What can I do to make my nails healthier to help avoid broken nails?

Think of a brittle nail that tends to break as something akin to overly processed hair that frizzes and has split ends. There are a few simple tips that can really help with your nail health.

First, try to keep your nails short—the smaller surface area will make nails less prone to breaking. If you’re doing anything that gets your hands wets—from dishes to gardening and everything in between—wear gloves. When choosing a nail file, go with glass. And if you’re picking a polish remover, choose one that is acetone-free if possible. Finally, take a nail polish holiday and consider putting color or clear polish on your nails every other week—with a nail treatment in between.

We condition and protect our hair to avoid these issues and we can try some similar tactics with nails. To help avoid future broken nails, choosing products with the right ingredients is key. The Dr. Dana Nail Renewal System is a 3-step nail system that treats brittle nails with formulas backed by science. Nails look glossy and shiny in just 10 minutes. But there is no polish involved and the whole process is mess-free. You can use this manicure-in-a-box to treat or prevent brittle, weak nails or to simply create a chic, long-lasting lustrous shine without the use of polish or harmful chemicals.

 

What should I do when I inevitably break a nail?
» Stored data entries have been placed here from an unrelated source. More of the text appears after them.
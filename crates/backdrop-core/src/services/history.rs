//! 最近使用记录

use crate::models::HistoryEntry;
use crate::vault::Vault;

/// Maximum number of remembered uploads.
pub const HISTORY_LIMIT: usize = 5;

/// Most-recent-first list of uploads, unique by path.
#[derive(Debug, Clone, Default, PartialEq, Eq)]
pub struct HistoryList {
    entries: Vec<HistoryEntry>,
}

impl HistoryList {
    pub fn new(entries: Vec<HistoryEntry>) -> Self {
        let mut list = Self::default();
        // oldest first so the original order survives dedupe
        for entry in entries.into_iter().rev() {
            list.prepend(entry);
        }
        list
    }

    pub fn entries(&self) -> &[HistoryEntry] {
        &self.entries
    }

    pub fn get(&self, index: usize) -> Option<&HistoryEntry> {
        self.entries.get(index)
    }

    pub fn len(&self) -> usize {
        self.entries.len()
    }

    pub fn is_empty(&self) -> bool {
        self.entries.is_empty()
    }

    /// Put `entry` at the front. An existing entry with the same path is
    /// moved rather than duplicated.
    pub fn prepend(&mut self, entry: HistoryEntry) {
        self.entries.retain(|e| e.path != entry.path);
        self.entries.insert(0, entry);
    }

    /// Keep the `limit` newest entries and return the evicted ones.
    pub fn trim(&mut self, limit: usize) -> Vec<HistoryEntry> {
        if self.entries.len() <= limit {
            return Vec::new();
        }
        self.entries.split_off(limit)
    }

    /// Drop entries whose file no longer exists. Returns how many went.
    pub fn prune_missing(&mut self, vault: &dyn Vault) -> usize {
        let before = self.entries.len();
        self.entries.retain(|e| vault.exists(&e.path));
        before - self.entries.len()
    }
}
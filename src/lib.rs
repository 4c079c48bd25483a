//! Backdrop - 动态壁纸插件
//!
//! Host bridge around `backdrop-core`: logging, event forwarding and the
//! command surface called by the settings UI.

pub mod adapters;
pub mod commands;
pub mod logging;

use std::path::PathBuf;
use std::sync::Arc;

use anyhow::Context;
use tracing_appender::non_blocking::WorkerGuard;

use backdrop_core::paths::{LocalPathProvider, PathProvider};
use backdrop_core::services::Backdrop;
use backdrop_core::BackdropCore;

use adapters::{ChannelEventSink, DiskFilePicker, HostEventReceiver};

/// Default plugin identifier, also the folder name under `plugins/`.
pub const PLUGIN_ID: &str = "backdrop";

/// How the host starts the plugin.
#[derive(Debug, Clone)]
pub struct HostOptions {
    /// Host configuration directory; `None` uses the platform default.
    pub config_dir: Option<PathBuf>,
    pub plugin_id: String,
    /// Install the global tracing subscriber.
    pub init_logging: bool,
}

impl Default for HostOptions {
    fn default() -> Self {
        Self {
            config_dir: None,
            plugin_id: PLUGIN_ID.to_string(),
            init_logging: true,
        }
    }
}

/// 应用程序状态
pub struct AppState {
    pub engine: Arc<Backdrop>,
    pub picker: Arc<DiskFilePicker>,
    _log_guard: Option<WorkerGuard>,
}

/// Load the plugin and start the watcher.
///
/// Must be called from within a tokio runtime. Events for the settings UI
/// arrive on the returned receiver.
pub async fn start(options: HostOptions) -> anyhow::Result<(AppState, HostEventReceiver)> {
    let paths = match options.config_dir {
        Some(dir) => LocalPathProvider::with_base_dir(dir, options.plugin_id.as_str()),
        None => LocalPathProvider::new(options.plugin_id.as_str()),
    };

    // 初始化日志系统
    let log_guard = if options.init_logging {
        Some(logging::init_logging(&paths.logs_dir())?)
    } else {
        None
    };
    tracing::info!("Backdrop 启动中...");
    tracing::info!("配置目录: {:?}", paths.config_dir());

    let (event_sink, receiver) = ChannelEventSink::shared();
    let picker = Arc::new(DiskFilePicker::new());
    let core = BackdropCore::new(Arc::new(paths), event_sink).with_picker(picker.clone());

    let engine = Backdrop::load(core).context("无法加载壁纸引擎")?;
    engine.sync_watcher().await;
    tracing::info!("Backdrop 初始化完成");

    Ok((
        AppState {
            engine,
            picker,
            _log_guard: log_guard,
        },
        receiver,
    ))
}

impl AppState {
    /// Tear the plugin down. Settings are saved one last time.
    pub async fn shutdown(self) {
        if let Err(e) = self.engine.save().await {
            tracing::warn!("退出时保存设置失败: {}", e);
        }
        self.engine.unload();
        tracing::info!("Backdrop 已退出");
    }
}
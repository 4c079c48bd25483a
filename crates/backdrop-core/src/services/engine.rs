//! 壁纸引擎
//!
//! Ties the config store, file lifecycle, media applier and watcher to the
//! host collaborators held by [`BackdropCore`]. Every public operation of the
//! settings UI goes through [`Backdrop`].

use std::sync::{Arc, Weak};
use std::time::Duration;

use tokio::sync::Mutex;

use crate::events::{
    names, EventSinkExt, HistoryChangedEvent, NoticeEvent, WallpaperAppliedEvent,
    WallpaperMissingEvent,
};
use crate::host::{DocumentId, PickedFile, SharedDocument};
use crate::models::{
    BackdropSettings, HistoryEntry, ScheduleOptions, WallpaperConfig, AUTO_SWITCH_START,
};
use crate::paths::WallpaperLayout;
use crate::scheduler::{interval_duration, validate_options, ScheduleMode};
use crate::services::config_store::{ResolvedWallpaper, WallpaperConfigStore};
use crate::services::file_lifecycle::{validate_upload, FileLifecycleManager, StoredWallpaper};
use crate::services::history::HistoryList;
use crate::services::media_applier::{ApplyOutcome, MediaApplier, MediaKey};
use crate::services::settings::SettingsManager;
use crate::services::watcher::WallpaperWatcher;
use crate::utils::{AppError, AppResult, Debouncer};
use crate::vault::remove_quietly;
use crate::BackdropCore;

/// Quiet period for slider-driven apply and save.
pub const DEBOUNCE_DELAY: Duration = Duration::from_millis(500);

/// Used when the persisted interval cannot be parsed.
const FALLBACK_INTERVAL: Duration = Duration::from_secs(10 * 60);

/// Mutable plugin state, guarded by one lock.
struct Session {
    store: WallpaperConfigStore,
    history: HistoryList,
    settings: BackdropSettings,
    current: ResolvedWallpaper,
}

/// 壁纸引擎
pub struct Backdrop {
    this: Weak<Backdrop>,
    core: BackdropCore,
    settings_manager: SettingsManager,
    files: FileLifecycleManager,
    applier: MediaApplier,
    watcher: WallpaperWatcher,
    session: Mutex<Session>,
    upload_lock: Mutex<()>,
    apply_debounce: Debouncer,
    save_debounce: Debouncer,
}
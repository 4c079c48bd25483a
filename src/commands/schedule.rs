//! 定时切换命令

use backdrop_core::models::ScheduleOptions;
use backdrop_core::scheduler::is_valid_time;
use backdrop_core::utils::CommandError;

use crate::AppState;

/// 获取定时设置
pub async fn get_schedule(state: &AppState) -> Result<ScheduleOptions, CommandError> {
    Ok(state.engine.settings().await.schedule)
}

/// 保存定时设置并重新应用
pub async fn update_schedule(
    state: &AppState,
    options: ScheduleOptions,
) -> Result<(), CommandError> {
    state
        .engine
        .update_schedule(options)
        .await
        .map(|_| ())
        .map_err(CommandError::from)
}

/// 校验时间输入（HH:MM）
pub fn validate_time(value: String) -> bool {
    is_valid_time(&value)
}

/// 启动定时检查
pub async fn start_watcher(state: &AppState) -> Result<bool, CommandError> {
    state.engine.start_watcher().await;
    Ok(state.engine.is_watching())
}

/// 停止定时检查
pub async fn stop_watcher(state: &AppState) -> Result<(), CommandError> {
    state.engine.stop_watcher();
    Ok(())
}
//! Timer debounce utility.
//!
//! Collapses bursts of calls (slider drags, rapid toggles) into a single
//! deferred callback. Each call replaces the pending one; a callback that
//! has already started is left to finish.

use std::future::Future;
use std::sync::atomic::{AtomicBool, Ordering};
use std::sync::{Arc, Mutex};
use std::time::Duration;

use tokio::task::JoinHandle;

struct Scheduled {
    handle: JoinHandle<()>,
    started: Arc<AtomicBool>,
}

impl Scheduled {
    /// Abort only while still waiting out the delay.
    fn cancel(self) {
        if !self.started.load(Ordering::SeqCst) {
            self.handle.abort();
        }
    }
}

/// Runs the most recently scheduled callback once `delay` has passed
/// without another call.
pub struct Debouncer {
    delay: Duration,
    pending: Mutex<Option<Scheduled>>,
}

impl Debouncer {
    /// Create a debouncer with the given quiet period.
    pub fn new(delay: Duration) -> Self {
        Self {
            delay,
            pending: Mutex::new(None),
        }
    }

    /// Schedule `callback`, cancelling whatever is still waiting.
    ///
    /// Must be called from within a tokio runtime.
    pub fn call<F, Fut>(&self, callback: F)
    where
        F: FnOnce() -> Fut + Send + 'static,
        Fut: Future<Output = ()> + Send + 'static,
    {
        let delay = self.delay;
        let started = Arc::new(AtomicBool::new(false));
        let flag = started.clone();
        let handle = tokio::spawn(async move {
            tokio::time::sleep(delay).await;
            flag.store(true, Ordering::SeqCst);
            callback().await;
        });

        if let Ok(mut pending) = self.pending.lock() {
            if let Some(previous) = pending.replace(Scheduled { handle, started }) {
                previous.cancel();
            }
        }
    }

    /// Drop the waiting callback, if any.
    pub fn cancel(&self) {
        if let Ok(mut pending) = self.pending.lock() {
            if let Some(previous) = pending.take() {
                previous.cancel();
            }
        }
    }
}

impl Drop for Debouncer {
    fn drop(&mut self) {
        self.cancel();
    }
}
//! 壁纸文件生命周期管理
//!
//! Uploads land in the active folder of the slot's role plus a history copy.
//! Afterwards the active folder is pruned so that only referenced files stay.

use std::collections::HashSet;

use serde::Serialize;

use crate::models::{HistoryEntry, SlotRole, WallpaperKind};
use crate::paths::WallpaperLayout;
use crate::services::config_store::WallpaperConfigStore;
use crate::services::history::{HistoryList, HISTORY_LIMIT};
use crate::utils::{file_extension, sanitize_filename_component, with_name_suffix, AppError, AppResult};
use crate::vault::{remove_quietly, SharedVault};

/// Accepted upload extensions (lower-case).
pub const ALLOWED_EXTENSIONS: &[&str] = &["jpg", "jpeg", "png", "gif", "mp4", "webm", "avif"];

/// Upload size limit when size limiting is on.
pub const SIZE_LIMIT_MB: u64 = 12;

const QUALITY_SUFFIX: &str = "_quality";

/// Media kind implied by a file name.
pub fn wallpaper_kind_for(file_name: &str) -> WallpaperKind {
    file_extension(file_name)
        .map(|ext| WallpaperKind::from_extension(&ext))
        .unwrap_or_default()
}

/// Reject unsupported or oversized uploads before touching the disk.
pub fn validate_upload(file_name: &str, size: u64, size_limited: bool) -> AppResult<WallpaperKind> {
    let ext = file_extension(file_name).unwrap_or_default();
    if !ALLOWED_EXTENSIONS.contains(&ext.as_str()) {
        return Err(AppError::UnsupportedFormat(file_name.to_string()));
    }
    if size_limited && size > SIZE_LIMIT_MB * 1024 * 1024 {
        return Err(AppError::FileTooLarge {
            name: file_name.to_string(),
            limit_mb: SIZE_LIMIT_MB,
        });
    }
    Ok(WallpaperKind::from_extension(&ext))
}

/// Result of a successful store.
#[derive(Debug, Clone, PartialEq, Eq, Serialize)]
#[serde(rename_all = "camelCase")]
pub struct StoredWallpaper {
    pub slot: usize,
    /// Active copy, now referenced by the slot.
    pub path: String,
    pub history_path: String,
    pub kind: WallpaperKind,
    pub file_name: String,
}

/// 文件生命周期管理器
pub struct FileLifecycleManager {
    vault: SharedVault,
    layout: WallpaperLayout,
}

impl FileLifecycleManager {
    pub fn new(vault: SharedVault, layout: WallpaperLayout) -> Self {
        Self { vault, layout }
    }

    pub fn layout(&self) -> &WallpaperLayout {
        &self.layout
    }

    pub fn vault(&self) -> &SharedVault {
        &self.vault
    }

    /// Store an upload for `slot` and point the slot at it.
    ///
    /// Both the active and the history copy are written before the slot is
    /// updated. If the history copy fails, a newly written active file is
    /// removed again and the error is returned.
    pub fn store(
        &self,
        store: &mut WallpaperConfigStore,
        history: &mut HistoryList,
        file_name: &str,
        bytes: &[u8],
        slot: usize,
        size_limited: bool,
    ) -> AppResult<StoredWallpaper> {
        let Some(target) = store.slot(slot) else {
            return Err(AppError::InvalidSlot(slot.to_string()));
        };
        let kind = validate_upload(file_name, bytes.len() as u64, size_limited)?;

        let mut name = sanitize_filename_component(file_name);
        if target.quality && kind != WallpaperKind::Video {
            name = with_name_suffix(&name, QUALITY_SUFFIX);
        }

        self.vault.mkdir(&self.layout.active_dir(slot))?;
        self.vault.mkdir(&self.layout.history_dir())?;

        let active_path = self.layout.active_file(slot, &name);
        let existed = self.vault.exists(&active_path);
        self.vault.write_binary(&active_path, bytes)?;

        let history_path = self.layout.history_file(&name);
        if !self.vault.exists(&history_path) {
            if let Err(e) = self.vault.copy(&active_path, &history_path) {
                if !existed {
                    remove_quietly(self.vault.as_ref(), &active_path);
                }
                tracing::error!(path = %history_path, "写入历史副本失败: {}", e);
                return Err(e);
            }
        }

        store.set_slot_media(slot, &active_path, kind)?;

        history.prepend(HistoryEntry {
            path: history_path.clone(),
            kind,
            file_name: name.clone(),
        });
        for evicted in history.trim(HISTORY_LIMIT) {
            remove_quietly(self.vault.as_ref(), &evicted.path);
        }

        self.prune_active(store, slot, &active_path);

        tracing::info!(slot, path = %active_path, "壁纸已保存");
        Ok(StoredWallpaper {
            slot,
            path: active_path,
            history_path,
            kind,
            file_name: name,
        })
    }

    /// Delete files of `slot`'s active folder that nothing references.
    ///
    /// The `normal` folder keeps only `keep`. Role folders keep every file
    /// still referenced by a slot of that role.
    pub fn prune_active(&self, store: &WallpaperConfigStore, slot: usize, keep: &str) {
        let dir = self.layout.active_dir(slot);
        let listed = match self.vault.list(&dir) {
            Ok(listed) => listed,
            Err(e) => {
                tracing::debug!(dir = %dir, "无法列出目录，跳过清理: {}", e);
                return;
            }
        };

        let role = SlotRole::for_index(slot);
        let referenced: HashSet<String> = match role {
            SlotRole::Normal => HashSet::from([keep.to_string()]),
            _ => store.paths_for_role(role).into_iter().collect(),
        };

        let mut removed = 0usize;
        for file in listed.files.iter().filter(|f| !referenced.contains(*f)) {
            if remove_quietly(self.vault.as_ref(), file) {
                removed += 1;
            }
        }
        if removed > 0 {
            tracing::debug!(dir = %dir, removed, "已清理未引用的壁纸文件");
        }
    }

    /// Remove the pre-1.5 single wallpaper folder if it is still around.
    pub fn remove_legacy_folder(&self) {
        let legacy = self.layout.legacy_dir();
        if self.vault.exists(&legacy) {
            if let Err(e) = self.vault.remove_dir(&legacy) {
                tracing::warn!(dir = %legacy, "无法删除旧壁纸目录: {}", e);
            }
        }
    }
}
  • First, you should clip the broken nail as close to the fingertip as you can. Next, using a glass/crystal file, gently file any snags, but be sure to avoid the split itself. We recommend our Dr. Dana Precision Glass Nail File.
  • Try a do-it-yourself at-home silk wrap
    • Empty out a tea bag or grab a paper coffee filter.
    • Cut the teabag/coffee filter to the size of a small patch that can cover the break in the nail.
    • Paint the broken nail with a generous coat of base coat or nail glue.
    • While the base coat/glue is tacky, gently place the trimmed tea bag/coffee filter over the broken part of the nail. (It may be helpful to use a tweezer to hold and apply the tea bag segment).
    • Allow it to dry and then cover the nail with one or two more coats of base coat/nail glue.
    • After the base coat/nail glue has dried, you can polish with the color of your choice to camouflage the tea bag.
    • Note: Be aware that most nail glue contains acrylates, which are chemicals that can cause irritant and allergic dermatitis. Irritant dermatitis can occur after a single application, whereas the allergic version usually occurs after multiple exposures.